Tuesday, July 21, 2020

Quote of the Day (Anton Chekhov, on a ‘Sultry and Stifling’ Summer Day)

“A sultry and stifling day. Not a cloud in the sky…The sun-scorched grass looks bleak, hopeless: there may be rain, but it will never be green again…The forest stands silent, motionless, as if its treetops were looking off somewhere or waiting for something.” —Playwright/short-story writer Anton Chekhov (1860-1904), “The Huntsman” (originally published July 1885), in Selected Stories of Anton Chekhov, translated by Richard Pevear and Larissa Volokhonsky (2000)
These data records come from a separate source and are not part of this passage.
fn state_from_str(s: &str) -> Result<CarrierState> {
    match s {
        "unassigned" => Ok(CarrierState::Unassigned),
        "stocked_in" => Ok(CarrierState::StockedIn),
        "stocked_out" => Ok(CarrierState::StockedOut),
        _ => Err(StorageError::Corrupt(format!(
            "invalid carrier state: {s}"
        ))),
    }
}

fn direction_from_str(s: &str) -> Result<Direction> {
    match s {
        "in" => Ok(Direction::In),
        "out" => Ok(Direction::Out),
        _ => Err(StorageError::Corrupt(format!("invalid direction: {s}"))),
    }
}

/// Map a driver error onto the store's taxonomy: unique and serialization
/// violations are conflicts, missing rows are corruption, everything else
/// is the datastore being unavailable.
fn map_sqlx(err: sqlx::Error) -> StorageError {
    match &err {
        sqlx::Error::RowNotFound => StorageError::Corrupt(err.to_string()),
        sqlx::Error::Database(db) => match db.code().as_deref() {
            // unique_violation
            Some("23505") => StorageError::Conflict(db.to_string()),
            // serialization_failure, deadlock_detected
            Some("40001" | "40P01") => StorageError::Conflict(db.to_string()),
            // foreign_key_violation
            Some("23503") => StorageError::Corrupt(db.to_string()),
            _ => StorageError::Unavailable(db.to_string()),
        },
        _ => StorageError::Unavailable(err.to_string()),
    }
}

#[cfg(test)]
mod tests {
    #![allow(clippy::unwrap_used)] // Test code unwraps for clear failure locations

    use super::*;

    #[test]
    fn carrier_state_strings_round_trip() {
        for state in [
            CarrierState::Unassigned,
            CarrierState::StockedIn,
            CarrierState::StockedOut,
        ] {
            assert_eq!(state_from_str(state_to_str(state)).unwrap(), state);
        }
    }

    #[test]
    fn unknown_state_string_is_corruption() {
        assert!(matches!(
            state_from_str("lost"),
            Err(StorageError::Corrupt(_))
        ));
    }

    #[test]
    fn direction_strings_match_core_encoding() {
        assert_eq!(direction_from_str("in").unwrap(), Direction::In);
        assert_eq!(direction_from_str("out").unwrap(), Direction::Out);
        assert_eq!(direction_from_str(Direction::In.as_str()).unwrap(), Direction::In);
        assert!(direction_from_str("sideways").is_err());
    }
}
“The Huntsman” is not part of The Undiscovered Chekhov, a collection of 43 previously untranslated short stories, but it falls within the same period of creation: 1880 to 1887. When Anton Chekhov came to write this tale, he was already aiming for something more ambitious than the quick pieces he dashed off for popular Moscow and St. Petersburg magazines when he was not tending to his medical studies and, later, his patients.

“Write as much as you can! Write, write, write till your fingers break!” the young author wrote in a letter a year after this short story. By the time he was done, Chekhov had learned how to quietly break the hearts of readers and playgoers around the world.